[Start of Attachment]

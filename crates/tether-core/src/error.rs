//! Error types for the pair synchronization layer

use thiserror::Error;

use crate::InstanceId;

/// Tether errors
///
/// Most inbound failure modes are not errors at all: a message addressed to
/// a collected instance is silently dropped, an unknown signal name is
/// logged and dropped. The variants here cover the paths where a caller has
/// to decide (decode failures) or where an API was used wrongly (duplicate
/// class registration, unknown base).
#[derive(Error, Debug)]
pub enum TetherError {
    // Codec errors
    #[error("Decode failed: {0}")]
    Decode(String),

    #[error("Malformed command: {0}")]
    MalformedCommand(String),

    #[error("Malformed push message: {0}")]
    MalformedMessage(String),

    // Class registration errors
    #[error("Class already registered: {0}")]
    DuplicateClass(String),

    #[error("Unknown class: {0}")]
    UnknownClass(String),

    #[error("Unknown base {base} for class {class}")]
    UnknownBase { class: String, base: String },

    // Instance errors
    #[error("Unknown instance: {0}")]
    UnknownInstance(InstanceId),

    #[error("Unknown signal {signal} on instance {id}")]
    UnknownSignal { id: InstanceId, signal: String },

    #[error("Signal {signal} on instance {id} does not accept direct assignment")]
    NotAnInput { id: InstanceId, signal: String },
}

/// Result type for tether operations
pub type TetherResult<T> = Result<T, TetherError>;
//! Pair instance - lifecycle and propagation
//!
//! A pair instance is one half of a logical object. It owns its identity,
//! its signal cells, a handle to the channel, and the single-slot echo
//! suppression state. Lifecycle: Unbound -> Constructing -> Live, then
//! implicit collection (the registry holds it weakly).
//!
//! Propagation rules:
//! - A change to a proxy for the other side's signal never propagates
//!   back out (it is a mirror; it did not originate the change).
//! - Host-side changes go out as apply-value commands; guest-side changes
//!   go out as `SIGNAL` push messages. Guest signals with a leading
//!   underscore are private and never sync.
//! - An inbound apply engages the suppression slot before assigning, so
//!   the just-applied value is not re-sent to its origin.

use std::collections::HashMap;
use std::sync::Arc;

use parking_lot::Mutex;
use tether_core::{
    EchoState, InstanceId, SignalCell, SignalKind, SubscribeEdge, SubscriptionId, TetherError,
    TetherResult, Value,
};
use tether_wire::{Command, PushMessage, Serializer};

use crate::{Channel, MirroredClass};

/// Which half of the pair this runtime hosts
#[derive(Clone, Copy, Debug, PartialEq, Eq, Hash)]
pub enum Side {
    /// Creates instances and drives the remote runtime via commands
    Host,
    /// The mirrored runtime; answers with `SIGNAL` push messages
    Guest,
}

/// Pair lifecycle state
#[derive(Clone, Copy, Debug, PartialEq, Eq)]
pub enum LifeState {
    /// Created, id assigned, not yet announced to the other side
    Unbound,
    /// Construct command sent, signals not yet initialized
    Constructing,
    /// Steady state: propagating and accepting inbound mutations
    Live,
}

type Callback = Arc<dyn Fn(&Value) + Send + Sync>;

/// One half of a logical pair object
pub struct Pair {
    id: InstanceId,
    class: Arc<MirroredClass>,
    side: Side,
    channel: Arc<dyn Channel>,
    serializer: Arc<Serializer>,
    state: Mutex<PairState>,
}

struct PairState {
    life: LifeState,
    cells: HashMap<String, SignalCell>,
    subscribers: HashMap<String, Vec<(SubscriptionId, Callback)>>,
    echo: EchoState,
    next_sub: u64,
}

impl Pair {
    pub(crate) fn new(
        id: InstanceId,
        class: Arc<MirroredClass>,
        side: Side,
        channel: Arc<dyn Channel>,
        serializer: Arc<Serializer>,
    ) -> Arc<Pair> {
        let cells = class
            .signals_for(side)
            .iter()
            .map(|spec| (spec.name.clone(), SignalCell::new(spec)))
            .collect();
        Arc::new(Pair {
            id,
            class,
            side,
            channel,
            serializer,
            state: Mutex::new(PairState {
                life: LifeState::Unbound,
                cells,
                subscribers: HashMap::new(),
                echo: EchoState::Idle,
                next_sub: 0,
            }),
        })
    }

    #[inline]
    pub fn id(&self) -> &InstanceId {
        &self.id
    }

    #[inline]
    pub fn class(&self) -> &Arc<MirroredClass> {
        &self.class
    }

    #[inline]
    pub fn side(&self) -> Side {
        self.side
    }

    pub fn life(&self) -> LifeState {
        self.state.lock().life
    }

    /// Current value of a named signal.
    pub fn value(&self, signal: &str) -> TetherResult<Value> {
        let state = self.state.lock();
        state
            .cells
            .get(signal)
            .map(|cell| cell.value().clone())
            .ok_or_else(|| self.unknown_signal(signal))
    }

    /// Update timestamp of a named signal (0 = never set).
    pub fn timestamp(&self, signal: &str) -> TetherResult<u64> {
        let state = self.state.lock();
        state
            .cells
            .get(signal)
            .map(|cell| cell.timestamp())
            .ok_or_else(|| self.unknown_signal(signal))
    }

    /// Is the named signal currently linked?
    pub fn is_linked(&self, signal: &str) -> bool {
        self.state
            .lock()
            .cells
            .get(signal)
            .is_some_and(|cell| cell.is_linked())
    }

    /// Assign a value to a signal this side is allowed to drive.
    ///
    /// Proxies whose authoritative value lives on the other side reject
    /// direct assignment, except the drivable input mirror (best effort,
    /// not validated against the authoritative side).
    pub fn set(&self, signal: &str, value: Value) -> TetherResult<()> {
        {
            let state = self.state.lock();
            let cell = state
                .cells
                .get(signal)
                .ok_or_else(|| self.unknown_signal(signal))?;
            let rejected = match self.side {
                Side::Host => cell.kind == SignalKind::RemoteSourced,
                Side::Guest => cell.kind == SignalKind::LocalMirror,
            };
            if rejected {
                return Err(TetherError::NotAnInput {
                    id: self.id.clone(),
                    signal: signal.to_owned(),
                });
            }
        }
        self.commit(signal, value);
        Ok(())
    }

    /// Attach a subscriber callback to a signal.
    ///
    /// On a remote-sourced signal, the 0 -> 1 subscriber transition sends
    /// a link notification to the other side (lazy activation); interior
    /// subscriptions never re-notify.
    pub fn subscribe(
        &self,
        signal: &str,
        callback: impl Fn(&Value) + Send + Sync + 'static,
    ) -> TetherResult<SubscriptionId> {
        let (sub, link_edge) = {
            let mut state = self.state.lock();
            let cell = state
                .cells
                .get_mut(signal)
                .ok_or_else(|| self.unknown_signal(signal))?;
            let edge = cell.subscribe();
            let link = cell.kind == SignalKind::RemoteSourced
                && edge == SubscribeEdge::First
                && !cell.is_linked();
            if link {
                cell.set_linked(true);
            }
            state.next_sub += 1;
            let sub = SubscriptionId(state.next_sub);
            state
                .subscribers
                .entry(signal.to_owned())
                .or_default()
                .push((sub, Arc::new(callback)));
            (sub, link)
        };
        if link_edge {
            self.send_link(signal, true);
        }
        Ok(sub)
    }

    /// Detach a subscriber. The 1 -> 0 transition on a linked
    /// remote-sourced signal sends the unlink notification.
    pub fn unsubscribe(&self, signal: &str, sub: SubscriptionId) -> TetherResult<bool> {
        let (removed, unlink_edge) = {
            let mut state = self.state.lock();
            if !state.cells.contains_key(signal) {
                return Err(self.unknown_signal(signal));
            }
            let removed = match state.subscribers.get_mut(signal) {
                Some(subs) => {
                    let before = subs.len();
                    subs.retain(|(s, _)| *s != sub);
                    subs.len() < before
                }
                None => false,
            };
            let mut unlink = false;
            if removed {
                let cell = state.cells.get_mut(signal).expect("checked above");
                let edge = cell.unsubscribe();
                if cell.kind == SignalKind::RemoteSourced
                    && edge == SubscribeEdge::Last
                    && cell.is_linked()
                {
                    cell.set_linked(false);
                    unlink = true;
                }
            }
            (removed, unlink)
        };
        if unlink_edge {
            self.send_link(signal, false);
        }
        Ok(removed)
    }

    /// Announce-phase transition, driven by the runtime.
    pub(crate) fn mark_constructing(&self) {
        self.state.lock().life = LifeState::Constructing;
    }

    /// Initialize every signal cell with its declared initial value
    /// (timestamp lands at 1). Fires local subscriber callbacks but never
    /// produces outbound traffic. Transitions to Live.
    pub(crate) fn init_signals(&self) {
        let mut fired: Vec<(Value, Vec<Callback>)> = Vec::new();
        {
            let mut state = self.state.lock();
            for spec in self.class.signals_for(self.side) {
                if let Some(cell) = state.cells.get_mut(&spec.name) {
                    cell.init(spec.initial.clone());
                }
                let callbacks: Vec<Callback> = state
                    .subscribers
                    .get(&spec.name)
                    .map(|subs| subs.iter().map(|(_, cb)| Arc::clone(cb)).collect())
                    .unwrap_or_default();
                if !callbacks.is_empty() {
                    fired.push((spec.initial.clone(), callbacks));
                }
            }
            state.life = LifeState::Live;
        }
        for (value, callbacks) in fired {
            for callback in callbacks {
                callback(&value);
            }
        }
    }

    /// Inbound apply: engage echo suppression, then assign. An unknown
    /// signal name is a protocol error: logged, dropped, instance
    /// otherwise unaffected (and the slot stays disarmed).
    pub(crate) fn apply_inbound(&self, signal: &str, value: Value) {
        {
            let mut state = self.state.lock();
            if !state.cells.contains_key(signal) {
                tracing::warn!(
                    id = %self.id,
                    signal,
                    "apply for unknown signal dropped"
                );
                state.echo.release();
                return;
            }
            state.echo.engage();
        }
        self.commit(signal, value);
    }

    /// Inbound link/unlink notification. On a transition to linked with a
    /// value explicitly set before link, emits one catch-up propagation
    /// carrying the current value.
    pub(crate) fn link_toggle(&self, signal: &str, link: bool) {
        let catch_up = {
            let mut state = self.state.lock();
            let Some(cell) = state.cells.get_mut(signal) else {
                tracing::warn!(
                    id = %self.id,
                    signal,
                    "link toggle for unknown signal dropped"
                );
                return;
            };
            let was = cell.set_linked(link);
            if link && !was && cell.explicitly_set() {
                Some((cell.kind, cell.value().clone()))
            } else {
                None
            }
        };
        if let Some((kind, value)) = catch_up {
            if self.propagates(kind, signal) {
                self.send_value(signal, &value);
            }
        }
    }

    /// Shared write path: assign, consume the suppression slot, route
    /// outbound if this change originated here, fire local subscribers.
    fn commit(&self, signal: &str, value: Value) {
        let (suppressed, kind, callbacks) = {
            let mut state = self.state.lock();
            let Some(cell) = state.cells.get_mut(signal) else {
                return;
            };
            cell.set(value.clone());
            let kind = cell.kind;
            let suppressed = state.echo.consume();
            let callbacks: Vec<Callback> = state
                .subscribers
                .get(signal)
                .map(|subs| subs.iter().map(|(_, cb)| Arc::clone(cb)).collect())
                .unwrap_or_default();
            (suppressed, kind, callbacks)
        };

        if !suppressed && self.propagates(kind, signal) {
            self.send_value(signal, &value);
        }
        for callback in callbacks {
            callback(&value);
        }
    }

    /// Does a change to this cell leave the process?
    fn propagates(&self, kind: SignalKind, signal: &str) -> bool {
        match self.side {
            // A remote-sourced proxy is a mirror: it did not originate the
            // change, so there is nothing to propagate.
            Side::Host => kind != SignalKind::RemoteSourced,
            // Plain mirrors never re-send; drivable input mirrors do.
            // Private guest signals stay local.
            Side::Guest => kind != SignalKind::LocalMirror && !signal.starts_with('_'),
        }
    }

    fn send_value(&self, signal: &str, value: &Value) {
        let encoded = self.serializer.encode(value);
        tracing::debug!(id = %self.id, signal, side = ?self.side, "propagating");
        match self.side {
            Side::Host => {
                let command = Command::ApplyValue {
                    id: self.id.clone(),
                    signal: signal.to_owned(),
                    encoded,
                };
                self.channel.execute_remote(&self.id, &command.render());
            }
            Side::Guest => {
                let message = PushMessage::new(self.id.clone(), signal, encoded);
                self.channel.send_message(&message.render());
            }
        }
    }

    fn send_link(&self, signal: &str, link: bool) {
        let command = Command::LinkToggle {
            id: self.id.clone(),
            signal: signal.to_owned(),
            link,
        };
        self.channel.execute_remote(&self.id, &command.render());
    }

    fn unknown_signal(&self, signal: &str) -> TetherError {
        TetherError::UnknownSignal {
            id: self.id.clone(),
            signal: signal.to_owned(),
        }
    }
}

[End of Attachment]

▸ **What you are asked to do**: Pick out every line above that contains the word "Mutex" and copy it.

▸ **Result**:
use parking_lot::Mutex;
    state: Mutex<PairState>,
            state: Mutex::new(PairState {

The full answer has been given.